• 堀内 昶 京都大学名誉教授が 紫綬褒章 を受章
  •  2007年春の褒章において、 堀内 昶 京大名誉教授(原子核理論・昨年3月に京都大学を定年退官) が紫綬褒章を受章されました。 これは、堀内名誉教授の 多年にわたる研究教育活動と 数々の優れた研究業績が高い評価を受け認められての受章であり、 当該分野である原子核物理学をはじめ 同じ基礎科学に携わる研究者にとっても、 良き励み・良き刺激となる喜ばしいものだと思います。  以下に、堀内 昶名誉教授の研究業績等を紹介します。

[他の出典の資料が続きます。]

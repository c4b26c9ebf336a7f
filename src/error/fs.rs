//! File system errors

use super::{DevsetupError, impl_error_constructors};

impl_error_constructors!({
    FileReadFailed as read_failed(path, reason),
    FileWriteFailed as write_failed(path, reason),
    IoError as io_error(message),
});
//! Catalog integrity checks
//!
//! This module provides:
//! - Circular dependency detection (three-color DFS)
//! - Catalog-wide validation: dangling references, cycles, self
//!   references, dependency/conflict overlap, complexity warnings
//!
//! Meant to run at catalog-load or CI time. Live resolution tolerates the
//! defects reported here (see [`super::sort`]).

use std::collections::HashSet;

use serde::Serialize;

use crate::catalog::{Catalog, Tool};

/// More direct dependencies than this produces a warning
pub const DEPENDENCY_WARNING_THRESHOLD: usize = 5;

#[derive(Debug, Clone, PartialEq, Eq, Serialize)]
pub struct ValidationError {
    pub tool: String,
    pub error: String,
}

#[derive(Debug, Clone, PartialEq, Eq, Serialize)]
pub struct ValidationWarning {
    pub tool: String,
    pub warning: String,
}

/// Outcome of [`validate_configuration`]
#[derive(Debug, Clone, Serialize)]
pub struct ValidationReport {
    pub valid: bool,
    pub errors: Vec<ValidationError>,
    pub warnings: Vec<ValidationWarning>,
}

impl ValidationReport {
    fn error(&mut self, tool: &Tool, error: impl Into<String>) {
        self.valid = false;
        self.errors.push(ValidationError {
            tool: tool.id.clone(),
            error: error.into(),
        });
    }

    fn warning(&mut self, tool: &Tool, warning: impl Into<String>) {
        self.warnings.push(ValidationWarning {
            tool: tool.id.clone(),
            warning: warning.into(),
        });
    }

    /// Errors reported for one tool
    pub fn errors_for(&self, tool_id: &str) -> Vec<&ValidationError> {
        self.errors.iter().filter(|e| e.tool == tool_id).collect()
    }
}

/// Find a dependency cycle reachable from `tool`.
///
/// Three-color marking: a node is GRAY while it is on the current path and
/// BLACK once all its dependencies are done. Reaching a GRAY node is a back
/// edge. Returns the cycle as a chain of ids ending where it started.
pub fn find_cycle(catalog: &Catalog, tool: &Tool) -> Option<Vec<String>> {
    let mut black: HashSet<&str> = HashSet::new();
    // Path of GRAY nodes, with the index of the next dependency to visit
    let mut path: Vec<(&Tool, usize)> = vec![(tool, 0)];

    while let Some(frame) = path.last_mut() {
        let current = frame.0;
        let Some(dep_id) = current.dependencies.get(frame.1) else {
            black.insert(current.id.as_str());
            path.pop();
            continue;
        };
        frame.1 += 1;

        let Some(dep) = catalog.get(dep_id) else {
            continue;
        };
        if let Some(start) = path.iter().position(|(t, _)| t.id == dep.id) {
            let mut chain: Vec<String> = path[start..].iter().map(|(t, _)| t.id.clone()).collect();
            chain.push(dep.id.clone());
            return Some(chain);
        }
        if !black.contains(dep.id.as_str()) {
            path.push((dep, 0));
        }
    }

    None
}

/// True when a dependency cycle is reachable from `tool`
pub fn has_circular_dependency(catalog: &Catalog, tool: &Tool) -> bool {
    find_cycle(catalog, tool).is_some()
}

/// Validate the whole catalog.
pub fn validate_configuration(catalog: &Catalog) -> ValidationReport {
    let mut report = ValidationReport {
        valid: true,
        errors: Vec::new(),
        warnings: Vec::new(),
    };

    for tool in catalog.tools() {
        for dep_id in &tool.dependencies {
            if !catalog.contains(dep_id) {
                report.error(tool, format!("Missing dependency: {dep_id}"));
            }
        }

        if let Some(chain) = find_cycle(catalog, tool) {
            report.error(
                tool,
                format!("Circular dependency detected: {}", chain.join(" -> ")),
            );
        }

        if tool.depends_on(&tool.id) {
            report.error(tool, "Tool depends on itself");
        }

        if tool.conflicts_with(&tool.id) {
            report.error(tool, "Tool conflicts with itself");
        }

        let overlap: Vec<&str> = tool
            .dependencies
            .iter()
            .filter(|d| tool.conflicts_with(d))
            .map(String::as_str)
            .collect();
        if !overlap.is_empty() {
            report.error(
                tool,
                format!("Tool depends on conflicting tools: {}", overlap.join(", ")),
            );
        }

        if tool.dependencies.len() > DEPENDENCY_WARNING_THRESHOLD {
            report.warning(
                tool,
                format!("Tool has {} dependencies", tool.dependencies.len()),
            );
        }

        for other in &tool.conflicts {
            if other != &tool.id && !catalog.contains(other) {
                report.warning(tool, format!("Conflict refers to unknown tool: {other}"));
            }
        }
    }

    report
}

#[cfg(test)]
mod tests {
    use super::*;

    #[test]
    fn test_two_node_cycle() {
        let catalog = Catalog::from_tools(vec![
            Tool::new("a", "A", "a").with_dependencies(&["b"]),
            Tool::new("b", "B", "b").with_dependencies(&["a"]),
        ])
        .unwrap();
        let a = catalog.get("a").unwrap();

        assert!(has_circular_dependency(&catalog, a));
        assert_eq!(
            find_cycle(&catalog, a),
            Some(vec!["a".to_string(), "b".to_string(), "a".to_string()])
        );
    }

    #[test]
    fn test_cycle_not_through_start() {
        let catalog = Catalog::from_tools(vec![
            Tool::new("root", "Root", "root").with_dependencies(&["x"]),
            Tool::new("x", "X", "x").with_dependencies(&["y"]),
            Tool::new("y", "Y", "y").with_dependencies(&["x"]),
        ])
        .unwrap();
        let root = catalog.get("root").unwrap();

        assert_eq!(
            find_cycle(&catalog, root),
            Some(vec!["x".to_string(), "y".to_string(), "x".to_string()])
        );
    }

    #[test]
    fn test_diamond_is_not_a_cycle() {
        let catalog = Catalog::from_tools(vec![
            Tool::new("base", "Base", "base"),
            Tool::new("l", "L", "l").with_dependencies(&["base"]),
            Tool::new("r", "R", "r").with_dependencies(&["base"]),
            Tool::new("top", "Top", "top").with_dependencies(&["l", "r"]),
        ])
        .unwrap();
        let top = catalog.get("top").unwrap();

        assert!(!has_circular_dependency(&catalog, top));
    }

    #[test]
    fn test_validate_reports_cycle_for_both_tools() {
        let catalog = Catalog::from_tools(vec![
            Tool::new("a", "A", "a").with_dependencies(&["b"]),
            Tool::new("b", "B", "b").with_dependencies(&["a"]),
        ])
        .unwrap();

        let report = validate_configuration(&catalog);
        assert!(!report.valid);
        for id in ["a", "b"] {
            let errors = report.errors_for(id);
            assert_eq!(errors.len(), 1, "expected one error for {id}");
            assert!(errors[0].error.starts_with("Circular dependency detected"));
        }
    }

    #[test]
    fn test_validate_missing_dependency() {
        let catalog =
            Catalog::from_tools(vec![Tool::new("a", "A", "a").with_dependencies(&["ghost"])])
                .unwrap();

        let report = validate_configuration(&catalog);
        assert!(!report.valid);
        assert_eq!(report.errors[0].error, "Missing dependency: ghost");
    }

    #[test]
    fn test_validate_self_references() {
        let catalog = Catalog::from_tools(vec![
            Tool::new("a", "A", "a")
                .with_dependencies(&["a"])
                .with_conflicts(&["a"]),
        ])
        .unwrap();

        let report = validate_configuration(&catalog);
        let messages: Vec<&str> = report.errors.iter().map(|e| e.error.as_str()).collect();
        assert!(messages.contains(&"Tool depends on itself"));
        assert!(messages.contains(&"Tool conflicts with itself"));
        assert!(messages.iter().any(|m| m.starts_with("Circular dependency")));
    }

    #[test]
    fn test_validate_dependency_conflict_overlap() {
        let catalog = Catalog::from_tools(vec![
            Tool::new("a", "A", "a")
                .with_dependencies(&["b", "c"])
                .with_conflicts(&["c"]),
            Tool::new("b", "B", "b"),
            Tool::new("c", "C", "c"),
        ])
        .unwrap();

        let report = validate_configuration(&catalog);
        assert!(!report.valid);
        assert_eq!(report.errors.len(), 1);
        assert_eq!(report.errors[0].error, "Tool depends on conflicting tools: c");
    }

    #[test]
    fn test_validate_many_dependencies_is_only_a_warning() {
        let mut tools: Vec<Tool> = (0..6)
            .map(|i| Tool::new(format!("d{i}"), format!("D{i}"), format!("d{i}")))
            .collect();
        tools.push(Tool::new("big", "Big", "big").with_dependencies(&[
            "d0", "d1", "d2", "d3", "d4", "d5",
        ]));
        let catalog = Catalog::from_tools(tools).unwrap();

        let report = validate_configuration(&catalog);
        assert!(report.valid);
        assert_eq!(report.warnings.len(), 1);
        assert_eq!(report.warnings[0].tool, "big");
        assert_eq!(report.warnings[0].warning, "Tool has 6 dependencies");
    }

    #[test]
    fn test_validate_unknown_conflict_is_a_warning() {
        let catalog =
            Catalog::from_tools(vec![Tool::new("a", "A", "a").with_conflicts(&["ghost"])])
                .unwrap();

        let report = validate_configuration(&catalog);
        assert!(report.valid);
        assert_eq!(report.warnings[0].warning, "Conflict refers to unknown tool: ghost");
    }

    #[test]
    fn test_validate_clean_catalog() {
        let catalog = Catalog::from_tools(vec![
            Tool::new("a", "A", "a"),
            Tool::new("b", "B", "b").with_dependencies(&["a"]),
        ])
        .unwrap();

        let report = validate_configuration(&catalog);
        assert!(report.valid);
        assert!(report.errors.is_empty());
        assert!(report.warnings.is_empty());
    }
}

     堀内名誉教授は、永年にわたり、原子核物理学の理論的研究を行い、 重要な研究業績を数多く挙げ、基礎物理学の発展に大きく貢献してきました。 特に、原子核の構造および反応機構の解明の面に力を入れ、 軽い原子核のクラスター構造と反応の分野において多数の先駆的で重要な研究を行い、 クラスター研究グループの指導的研究者として活躍してきました。 また、原子核の構造と反応を統一的に扱うことが可能なミクロな量子多体系の新理論である反対称化分子動力学法 (AMD法)を構築し、 不安定核を含む様々な原子核の実験結果の理論的分析と予言に多大な成功をおさめるなど、 原子核物理学の理論と実験の両面において大きな貢献をしてきました。

     堀内名誉教授は、まず、酸素、ネオン原子核の励起状態に関する反転2重項による説明により、 現代的なクラスター物理の基盤を与え、次いで、共鳴群法と生成座標の方法の同等性を明らかにし、 微視的クラスター模型による研究の隆盛をもたらしました。 その後、多体クラスター模型の構築や、原子核間ポテンシャルの微視的な理解などの研究を進め、 原子核の性質を理解する上で平均一体場の形成とともに離合集散のダイナミクスが本質的に重要であることを明確にし、 その結果、軽い原子核においてクラスター構造は、殻構造に並ぶ基本的な要素と考えられるに至っています。 更に、原子核衝突のシミュレーションを用いた研究へと進み、重イオン衝突の初期段階からフラグメント生成に至る過程を、 平均場ダイナミクスからクラスター形成に至る相関構造の変化と捉え、 量子力学的な分子動力学理論である反対称化分子動力学法(AMD法)を構築し、 原子核物質の性質や多重破砕過程を理論的に解明するとともに、 不安定核を含む様々な原子核の実験結果の理論的分析を行い、殻構造やクラスター構造など、原子核の多様な存在形態を、 よりミクロな自由度から解明するなど、原子核物理学の重要で新たな潮流を切り拓いてきました。

     堀内名誉教授は、数多くの国際会議において招待講演や基調講演を行い、自らも4回の国際会議を主催し、 国内では、京都大学基礎物理学研究所、大阪大学核物理研究センター、理化学研究所、湯川財団、 理論物理学刊行会の運営に携わるなど、国内外での原子核物理分野の発展と基礎科学の発展に広く貢献しています。

     これら一連の業績が高く評価され、1996年に日本物理学会論文賞、2000年に仁科記念賞を受賞されています。 これらに続いての今回の紫綬褒章受章は、当該研究室として非常に喜ばしいことです。